▶ **Activity**: Print the records exactly. Every mark must remain.

-- Provided records follows --

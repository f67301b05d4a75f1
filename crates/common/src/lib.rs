//! Shared types for the billard viewer.
//!
//! # Invariants
//! - Resource ids are names from the configuration, compared by value.
//! - A `Transform` is always translate-then-scale; rotation is never applied.

mod types;

pub use types::{MeshId, ShaderId, Transform, UniformNames, UniformValue};

pub fn crate_info() -> &'static str {
    "billard-common v0.1.0"
}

-- Provided records concluded --

▶ **Answer box**:
repository f67301b05d4a75f1
filename crates/common/src/lib.rs
//! Shared types for the billard viewer.
//!
//! # Invariants
//! - Resource ids are names from the configuration, compared by value.
//! - A `Transform` is always translate-then-scale; rotation is never applied.

mod types;

pub use types::{MeshId, ShaderId, Transform, UniformNames, UniformValue};

pub fn crate_info() -> &'static str {
    "billard-common v0.1.0"
}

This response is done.